One term you may encounter within either discussions of Russia or fascism is “Duginism.” However, this can be a slightly complex subject to understand for newcomers to the concept. In the simplest of terms, Duginism is the political theory of a Russian fascist, Aleksandr Gelyevich Dugin.

Duginist concepts can be broken down into two categories: geopolitical and ideological. This distinction is important for a key reason. The former is largely about the aspirations of Russia as a weakened imperial force, whereas the latter provides a blueprint for global society. Together, they seek to construct a new “multi-polar” network of ultra-nationalist, traditionalist empires, with Moscow holding a place as first among equals.

The geopolitical aspects of the ideology are detailed in Dugin’s 1997 text, Foundations of Geopolitics. The book advocates a number of actions that have defined Russian foreign policy in recent years: mass disinformation campaigns through outlets like RT, manipulating political movements in the United States, pushing the United Kingdom out of the European Union, and annexation of areas like South Ossetia and Donbass.

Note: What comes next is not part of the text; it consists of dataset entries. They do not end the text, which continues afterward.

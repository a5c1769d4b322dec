#![recursion_limit = "256"]

#[cfg(feature = "ssr")]
#[derive(thiserror::Error, Debug)]
enum ServerError {
    #[error("Couldn't load Leptos configuration: {0}")]
    Config(String),
    #[error("IO error: {0}")]
    Io(#[from] std::io::Error),
}

#[cfg(feature = "ssr")]
fn init_logger() {
    use tracing_subscriber::{layer::SubscriberExt, util::SubscriberInitExt, EnvFilter};

    let filter = EnvFilter::try_from_default_env()
        .unwrap_or_else(|_| EnvFilter::new("portfolio_site=info,info"));

    tracing_subscriber::registry()
        .with(filter)
        .with(tracing_subscriber::fmt::layer().with_target(false).compact())
        .init();
}

#[cfg(feature = "ssr")]
#[tokio::main]
async fn main() -> Result<(), ServerError> {
    use axum::Router;
    use leptos::prelude::*;
    use leptos_axum::{generate_route_list, LeptosRoutes};
    use portfolio_site::app::*;
    use portfolio_site::content::PORTFOLIO;

    init_logger();

    let conf = get_configuration(None).map_err(|e| ServerError::Config(e.to_string()))?;
    let addr = conf.leptos_options.site_addr;
    let leptos_options = conf.leptos_options;

    // Parse the embedded content before serving so a bad file fails at startup.
    tracing::info!(
        projects = PORTFOLIO.projects.len(),
        "loaded portfolio content for {}",
        PORTFOLIO.profile.name
    );

    // Generate the list of routes in your Leptos App
    let routes = generate_route_list(App);

    let app = Router::new()
        .leptos_routes(&leptos_options, routes, {
            let leptos_options = leptos_options.clone();
            move || shell(leptos_options.clone())
        })
        .fallback(leptos_axum::file_and_error_handler(shell))
        .with_state(leptos_options);

    let listener = tokio::net::TcpListener::bind(&addr).await?;
    tracing::info!("listening on http://{}", &addr);
    axum::serve(listener, app.into_make_service()).await?;
    Ok(())
}

#[cfg(not(feature = "ssr"))]
pub fn main() {
    // no client-side main function
    // see lib.rs for hydration function instead
}
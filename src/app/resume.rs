use leptos::prelude::*;

use crate::content::{Certification, CertificationStatus, PORTFOLIO};
use crate::navigation::Section;

#[component]
fn SectionHeading(section: Section) -> impl IntoView {
    view! {
        <div class="flex items-center justify-center mb-8">
            <h2 class="text-2xl font-bold">{section.label()}</h2>
        </div>
    }
}

#[component]
pub fn Skills() -> impl IntoView {
    view! {
        <section id=Section::Skills.anchor_id() class="py-16">
            <div class="container mx-auto px-4">
                <SectionHeading section=Section::Skills />
                <div class="grid grid-cols-1 md:grid-cols-3 gap-6">
                    {PORTFOLIO
                        .skills
                        .iter()
                        .map(|group| {
                            view! {
                                <div class="bg-gray-50 p-4 rounded-lg">
                                    <h3 class="text-lg font-semibold mb-3">{group.name.as_str()}</h3>
                                    <ul class="space-y-1 text-gray-600">
                                        {group
                                            .items
                                            .iter()
                                            .map(|item| view! { <li>"• "{item.as_str()}</li> })
                                            .collect_view()}
                                    </ul>
                                </div>
                            }
                        })
                        .collect_view()}
                </div>
            </div>
        </section>
    }
}

#[component]
pub fn Experience() -> impl IntoView {
    view! {
        <section id=Section::Experience.anchor_id() class="py-16 bg-gray-50">
            <div class="container mx-auto px-4">
                <SectionHeading section=Section::Experience />
                <div class="space-y-6">
                    {PORTFOLIO
                        .experience
                        .iter()
                        .map(|role| {
                            view! {
                                <div class="bg-white p-4 rounded-lg shadow-sm">
                                    <h3 class="text-lg font-semibold">{role.title.as_str()}</h3>
                                    <p class="text-gray-600">{role.company.as_str()}</p>
                                    <p class="text-sm text-gray-500 mb-2">{role.period.as_str()}</p>
                                    <p class="text-gray-600">{role.description.as_str()}</p>
                                </div>
                            }
                        })
                        .collect_view()}
                </div>
            </div>
        </section>
    }
}

#[component]
fn CertificationCard(cert: &'static Certification) -> impl IntoView {
    view! {
        <div class="bg-gray-50 p-4 rounded-lg">
            <h4 class="text-lg font-semibold mb-2">{cert.title.as_str()}</h4>
            <p class="text-gray-600">{cert.issuer.as_str()}</p>
            <p class="text-sm text-gray-500">{cert.date.as_str()}</p>
        </div>
    }
}

#[component]
fn CertificationGroup(status: CertificationStatus) -> impl IntoView {
    view! {
        <div class="mb-12 last:mb-0">
            <h3 class="text-xl font-semibold mb-6 text-center">{status.heading()}</h3>
            <div class="grid grid-cols-1 md:grid-cols-2 lg:grid-cols-3 gap-6">
                {PORTFOLIO
                    .certifications_with(status)
                    .map(|cert| view! { <CertificationCard cert /> })
                    .collect_view()}
            </div>
        </div>
    }
}

#[component]
pub fn Certifications() -> impl IntoView {
    view! {
        <section id=Section::Certifications.anchor_id() class="py-16">
            <div class="container mx-auto px-4">
                <SectionHeading section=Section::Certifications />
                <CertificationGroup status=CertificationStatus::Current />
                <CertificationGroup status=CertificationStatus::Previous />
            </div>
        </section>
    }
}
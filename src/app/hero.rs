use leptos::prelude::*;

use crate::content::PORTFOLIO;

#[component]
pub fn Hero() -> impl IntoView {
    let profile = &PORTFOLIO.profile;
    view! {
        <section class="py-20 bg-blue-600 text-white">
            <div class="container mx-auto px-4 text-center">
                <h1 class="text-4xl md:text-5xl font-bold mb-4">{profile.name.as_str()}</h1>
                <p class="text-xl mb-8">{profile.headline.as_str()}</p>
                <div class="flex justify-center gap-4">
                    <a
                        href=profile.linkedin.as_str()
                        target="_blank"
                        rel="noopener noreferrer"
                        class="flex items-center gap-2 text-white hover:text-blue-100 transition-colors"
                        aria-label="LinkedIn Profile"
                    >
                        <span>"LinkedIn"</span>
                        <span aria-hidden="true">"↗"</span>
                    </a>
                </div>
            </div>
        </section>
    }
}
use leptos::prelude::*;

use crate::content::{Project, PORTFOLIO};
use crate::navigation::Section;
use crate::selection::ProjectSelection;

#[component]
pub fn TechTags(technologies: &'static [String]) -> impl IntoView {
    view! {
        <ul class="flex flex-wrap gap-2 tech-tags">
            {technologies
                .iter()
                .map(|tech| {
                    view! {
                        <li class="px-2 py-1 bg-gray-100 text-gray-600 text-sm rounded-md">
                            {tech.as_str()}
                        </li>
                    }
                })
                .collect_view()}
        </ul>
    }
}

#[component]
pub fn ProjectCard(
    project: &'static Project,
    set_selection: WriteSignal<ProjectSelection>,
) -> impl IntoView {
    view! {
        <button
            type="button"
            on:click=move |_| {
                log::debug!("opening project details: {}", project.title);
                set_selection.update(|s| s.select(project));
            }
            class="group bg-white p-6 rounded-lg shadow-sm hover:shadow-md transition-shadow text-left"
        >
            <div class="flex items-start justify-between mb-4">
                <h3 class="text-lg font-semibold group-hover:text-blue-600 transition-colors">
                    {project.title.as_str()}
                </h3>
                <span class="text-gray-400 group-hover:text-blue-600" aria-hidden="true">
                    "↗"
                </span>
            </div>
            <p class="text-gray-600 mb-4">{project.description.as_str()}</p>
            <TechTags technologies=project.technologies.as_slice() />
        </button>
    }
}

#[component]
pub fn ProjectGallery(set_selection: WriteSignal<ProjectSelection>) -> impl IntoView {
    view! {
        <section id=Section::Projects.anchor_id() class="py-16 bg-gray-50">
            <div class="container mx-auto px-4">
                <h2 class="text-2xl font-bold text-center mb-8">{Section::Projects.label()}</h2>
                <div class="grid grid-cols-1 md:grid-cols-2 lg:grid-cols-3 gap-6">
                    {PORTFOLIO
                        .projects
                        .iter()
                        .map(|project| view! { <ProjectCard project set_selection /> })
                        .collect_view()}
                </div>
            </div>
        </section>
    }
}

#[cfg(all(test, feature = "ssr"))]
mod tests {
    use super::*;

    /// Pull the text of each tag out of the first `tech-tags` list in `html`.
    fn rendered_tags(html: &str) -> Vec<String> {
        let start = html.find("tech-tags").expect("tag list should render");
        let end = start + html[start..].find("</ul>").expect("tag list should close");
        html[start..end]
            .split("<li")
            .skip(1)
            .map(|item| {
                let text_start = item.find('>').expect("li should close its open tag") + 1;
                let text_end = item.find("</li>").expect("li should close");
                item[text_start..text_end]
                    .replace("<!>", "")
                    .trim()
                    .to_string()
            })
            .collect()
    }

    #[test]
    fn test_card_tags_match_technologies() {
        for project in PORTFOLIO.projects.iter() {
            let owner = Owner::new();
            let html = owner.with(|| {
                let (_, set_selection) = signal(ProjectSelection::NoSelection);
                view! { <ProjectCard project set_selection /> }.to_html()
            });
            assert!(html.contains(project.title.as_str()));
            assert_eq!(rendered_tags(&html), project.technologies);
        }
    }

    #[test]
    fn test_gallery_renders_projects_in_order() {
        let owner = Owner::new();
        let html = owner.with(|| {
            let (_, set_selection) = signal(ProjectSelection::NoSelection);
            view! { <ProjectGallery set_selection /> }.to_html()
        });
        assert!(html.contains("id=\"projects\""));

        let mut cursor = 0;
        for project in PORTFOLIO.projects.iter() {
            let at = html[cursor..]
                .find(project.title.as_str())
                .unwrap_or_else(|| panic!("{} should render after earlier cards", project.title));
            cursor += at + project.title.len();
        }
    }
}
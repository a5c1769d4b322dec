#[cfg(any(feature = "ssr", feature = "hydrate"))]
pub mod app;
pub mod content;
pub mod navigation;
pub mod selection;

#[cfg(feature = "hydrate")]
#[wasm_bindgen::prelude::wasm_bindgen]
pub fn hydrate() {
    use crate::app::*;
    console_error_panic_hook::set_once();
    _ = console_log::init_with_level(log::Level::Debug);
    leptos::mount::hydrate_body(App);
}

Russia does not seek to rule the world, but by expanding back into Eastern Europe and Central Asia, they wish to rebuild the so-called “Eurasian empire” that defined both the Russian Empire and the USSR. This is in contrast to the “Atlanticist empire” of Europe and North America. In the words of Dugin himself in Foundations of Geopolitics:

“The new Eurasian empire will be constructed on the fundamental principle of the common enemy: the rejection of Atlanticism, strategic control of the USA, and the refusal to allow liberal values to dominate us. This common civilisational impulse will be the basis of a political and strategic union.”

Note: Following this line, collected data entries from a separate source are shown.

use rust_embed::Embed;
use serde::{Deserialize, Serialize};
use std::collections::HashSet;
use std::sync::LazyLock;
use thiserror::Error;

pub const CONTENT_FILE: &str = "portfolio.json";

/// Portfolio content, parsed once on first access and shared for the life of the process.
pub static PORTFOLIO: LazyLock<Portfolio> = LazyLock::new(|| {
    Portfolio::load().expect("embedded portfolio content should be valid")
});

#[derive(Embed)]
#[folder = "content"]
pub struct Assets;

#[derive(Debug, Clone, PartialEq, Eq, Serialize, Deserialize)]
pub struct Profile {
    pub name: String,
    pub headline: String,
    pub linkedin: String,
    pub title: String,
    pub description: String,
}

#[derive(Debug, Clone, PartialEq, Eq, Serialize, Deserialize)]
pub struct SkillGroup {
    pub name: String,
    pub items: Vec<String>,
}

#[derive(Debug, Clone, PartialEq, Eq, Serialize, Deserialize)]
pub struct ProjectDetails {
    pub purpose: String,
    pub value: String,
    pub features: Vec<String>,
    pub challenges: Vec<String>,
    pub solutions: Vec<String>,
}

#[derive(Debug, Clone, PartialEq, Eq, Serialize, Deserialize)]
pub struct Project {
    pub title: String,
    pub description: String,
    pub technologies: Vec<String>,
    pub link: String,
    pub details: ProjectDetails,
}

#[derive(Debug, Clone, PartialEq, Eq, Serialize, Deserialize)]
pub struct Role {
    pub title: String,
    pub company: String,
    pub period: String,
    pub description: String,
}

#[derive(Debug, Clone, Copy, PartialEq, Eq, Serialize, Deserialize)]
#[serde(rename_all = "lowercase")]
pub enum CertificationStatus {
    Current,
    Previous,
}

impl CertificationStatus {
    pub fn heading(self) -> &'static str {
        match self {
            Self::Current => "Current",
            Self::Previous => "Previous",
        }
    }
}

#[derive(Debug, Clone, PartialEq, Eq, Serialize, Deserialize)]
pub struct Certification {
    pub title: String,
    pub issuer: String,
    pub date: String,
    pub status: CertificationStatus,
}

#[derive(Debug, Clone, PartialEq, Eq, Serialize, Deserialize)]
pub struct Portfolio {
    pub profile: Profile,
    pub skills: Vec<SkillGroup>,
    pub projects: Vec<Project>,
    pub experience: Vec<Role>,
    pub certifications: Vec<Certification>,
}

#[derive(Error, Debug)]
pub enum ContentError {
    #[error("Content file not found: {0}")]
    NotFound(String),
    #[error("Couldn't parse portfolio content: {0}")]
    ParseError(#[from] serde_json::Error),
    #[error("Project has an empty title")]
    EmptyTitle,
    #[error("Duplicate project title: {0}")]
    DuplicateProject(String),
    #[error("Duplicate technology '{tech}' in project '{project}'")]
    DuplicateTechnology { project: String, tech: String },
}

impl Portfolio {
    /// Load the embedded content file and validate it.
    pub fn load() -> Result<Self, ContentError> {
        let file = Assets::get(CONTENT_FILE)
            .ok_or_else(|| ContentError::NotFound(CONTENT_FILE.to_string()))?;
        Self::from_json(&file.data)
    }

    pub fn from_json(bytes: &[u8]) -> Result<Self, ContentError> {
        let portfolio: Portfolio = serde_json::from_slice(bytes)?;
        portfolio.validate()?;
        Ok(portfolio)
    }

    /// Project titles key the gallery, and tags render once each, so both must be unique.
    pub fn validate(&self) -> Result<(), ContentError> {
        let mut titles = HashSet::new();
        for project in &self.projects {
            if project.title.trim().is_empty() {
                return Err(ContentError::EmptyTitle);
            }
            if !titles.insert(project.title.as_str()) {
                return Err(ContentError::DuplicateProject(project.title.clone()));
            }
            let mut techs = HashSet::new();
            for tech in &project.technologies {
                if !techs.insert(tech.as_str()) {
                    return Err(ContentError::DuplicateTechnology {
                        project: project.title.clone(),
                        tech: tech.clone(),
                    });
                }
            }
        }
        Ok(())
    }

    pub fn project(&self, title: &str) -> Option<&Project> {
        self.projects.iter().find(|p| p.title == title)
    }

    pub fn certifications_with(
        &self,
        status: CertificationStatus,
    ) -> impl Iterator<Item = &Certification> {
        self.certifications
            .iter()
            .filter(move |c| c.status == status)
    }
}
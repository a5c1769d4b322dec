use leptos::prelude::*;

use super::gallery::TechTags;
use crate::content::Project;
use crate::selection::ProjectSelection;

#[component]
fn DetailList(
    heading: &'static str,
    list_class: &'static str,
    items: &'static [String],
) -> impl IntoView {
    view! {
        <div>
            <h4 class="font-medium text-gray-700 mb-2">{heading}</h4>
            <ul class=format!("list-disc list-inside text-gray-600 space-y-1 {list_class}")>
                {items.iter().map(|item| view! { <li>{item.as_str()}</li> }).collect_view()}
            </ul>
        </div>
    }
}

/// Overlay for a single project. Clicking the backdrop or the close control clears the selection.
#[component]
pub fn ProjectDialog(
    project: &'static Project,
    set_selection: WriteSignal<ProjectSelection>,
) -> impl IntoView {
    let close = move || {
        log::debug!("closing project details: {}", project.title);
        set_selection.update(ProjectSelection::close);
    };
    let details = &project.details;

    view! {
        <div
            class="fixed inset-0 bg-black bg-opacity-50 z-50 flex items-center justify-center p-4"
            on:click=move |_| close()
        >
            <div
                role="dialog"
                aria-modal="true"
                aria-labelledby="project-dialog-title"
                class="bg-white rounded-lg max-w-4xl w-full max-h-[90vh] overflow-y-auto"
                on:click=|ev| ev.stop_propagation()
            >
                <div class="p-6">
                    <div class="flex justify-between items-start mb-6">
                        <h2 id="project-dialog-title" class="text-2xl font-bold text-gray-900">
                            {project.title.as_str()}
                        </h2>
                        <button
                            type="button"
                            aria-label="Close"
                            class="text-gray-500 hover:text-gray-700"
                            on:click=move |_| close()
                        >
                            "✕"
                        </button>
                    </div>

                    <div class="space-y-6">
                        <div>
                            <h3 class="text-lg font-semibold text-blue-600 mb-2">"Purpose"</h3>
                            <p class="text-gray-600 project-purpose">{details.purpose.as_str()}</p>
                        </div>
                        <div>
                            <h3 class="text-lg font-semibold text-blue-600 mb-2">"Value"</h3>
                            <p class="text-gray-600">{details.value.as_str()}</p>
                        </div>
                        <div>
                            <h3 class="text-lg font-semibold text-blue-600 mb-2">"Key Features"</h3>
                            <ul class="list-disc list-inside text-gray-600 space-y-1 feature-list">
                                {details
                                    .features
                                    .iter()
                                    .map(|feature| view! { <li>{feature.as_str()}</li> })
                                    .collect_view()}
                            </ul>
                        </div>
                        <div>
                            <h3 class="text-lg font-semibold text-blue-600 mb-2">
                                "Challenges & Solutions"
                            </h3>
                            <div class="grid grid-cols-1 md:grid-cols-2 gap-4">
                                <DetailList
                                    heading="Challenges"
                                    list_class="challenge-list"
                                    items=details.challenges.as_slice()
                                />
                                <DetailList
                                    heading="Solutions"
                                    list_class="solution-list"
                                    items=details.solutions.as_slice()
                                />
                            </div>
                        </div>

                        <TechTags technologies=project.technologies.as_slice() />

                        <div class="flex justify-end">
                            <a
                                href=project.link.as_str()
                                target="_blank"
                                rel="noopener noreferrer"
                                class="inline-flex items-center gap-2 bg-blue-600 text-white px-4 py-2 rounded-md hover:bg-blue-700 transition-colors"
                            >
                                "View Project"
                                <span aria-hidden="true">"↗"</span>
                            </a>
                        </div>
                    </div>
                </div>
            </div>
        </div>
    }
}

/// Renders the dialog for the selected project, or nothing when no project is selected.
#[component]
pub fn ProjectModal(
    selection: ReadSignal<ProjectSelection>,
    set_selection: WriteSignal<ProjectSelection>,
) -> impl IntoView {
    move || {
        selection
            .get()
            .project()
            .map(|project| view! { <ProjectDialog project set_selection /> })
    }
}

Though Foundations primarily focuses on the geopolitical defeat of the liberal order, it is Dugin’s later book, 2009’s The Fourth Political Theory, that fully explores how such a “political and strategic union” may be constructed. The work positions itself as an alternative to three other political ideologies: liberalism, Marxism, and fascism. The reality, however, is it is little different than fascism, only rejecting its most racist components, blaming that for the excesses of the Axis powers.

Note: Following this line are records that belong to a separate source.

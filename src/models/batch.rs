//! Batch processing types: input items, per-item errors, and the summary
//! returned to the surrounding layer.

use serde::{Deserialize, Serialize};

use super::document::ProcessedDocument;

/// One uploaded file queued for processing.
#[derive(Debug, Clone)]
pub struct BatchItem {
    pub filename: String,
    pub bytes: Vec<u8>,
}

impl BatchItem {
    pub fn new(filename: impl Into<String>, bytes: Vec<u8>) -> Self {
        Self {
            filename: filename.into(),
            bytes,
        }
    }
}

/// Knobs for a processing run.
#[derive(Debug, Clone, Serialize, Deserialize)]
pub struct ProcessOptions {
    /// Ask the vision model to classify each document before extraction.
    pub auto_classify: bool,
    /// Include handwritten digits and text in passbook recognition.
    pub include_handwriting: bool,
}

impl Default for ProcessOptions {
    fn default() -> Self {
        Self {
            auto_classify: true,
            include_handwriting: false,
        }
    }
}

/// A per-item failure captured during batch processing.
#[derive(Debug, Clone, Serialize, Deserialize)]
pub struct ItemError {
    pub filename: String,
    pub message: String,
}

/// Outcome of a batch run. One failing document never aborts its siblings;
/// it becomes an entry in `errors` while the rest complete.
#[derive(Debug, Clone, Default, Serialize, Deserialize)]
pub struct BatchSummary {
    pub processed_count: usize,
    pub failed_count: usize,
    pub documents: Vec<ProcessedDocument>,
    pub errors: Vec<ItemError>,
}

impl BatchSummary {
    /// True when every item in the batch processed cleanly.
    pub fn is_success(&self) -> bool {
        self.errors.is_empty()
    }
}

#[cfg(test)]
mod tests {
    use super::*;

    #[test]
    fn default_options_classify_but_skip_handwriting() {
        let options = ProcessOptions::default();
        assert!(options.auto_classify);
        assert!(!options.include_handwriting);
    }

    #[test]
    fn empty_summary_is_success() {
        assert!(BatchSummary::default().is_success());
    }

    #[test]
    fn summary_with_errors_is_not_success() {
        let summary = BatchSummary {
            failed_count: 1,
            errors: vec![ItemError {
                filename: "通帳.pdf".to_string(),
                message: "timeout".to_string(),
            }],
            ..Default::default()
        };
        assert!(!summary.is_success());
    }
}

Those who have encountered National Bolsheviks or “NazBols” have seen this ideology by another name — Dugin himself was even the co-founder of the National Bolshevik Party of Russia and asserts that Fourth Political Theory is an extension of these ideas. National Bolshevism romanticizes the USSR as the last time Russia was a great world power though seeks to build “socialism without materialism, atheism, progressivism, and modernism.”

This so-called “socialism” is also inherently regressive in nature, as Dugin accuses post-modernism of “breaking” gender via “feminism, homosexuality, sex-change operations, and transhumanity,” which he seeks to reverse.

Given their opposition to liberalism and the established world order, Dugin asserts they can build “a conscious cooperation of the radical Left-wingers and the New Right, as well as with religious and other anti-modern movements, such as the ecologists and Green theorists, for example.” Such strategies of fascism using leftists to their advantage far predate Dugin and are known as red-brownism.

Both the geopolitical and ideological aspirations of Duginism should concern anyone with a desire to not just make the world a better place to live — but to preserve what good is in it now. Neither a reborn Russian Empire nor other parts of the world slipping further into fascism can be allowed to happen.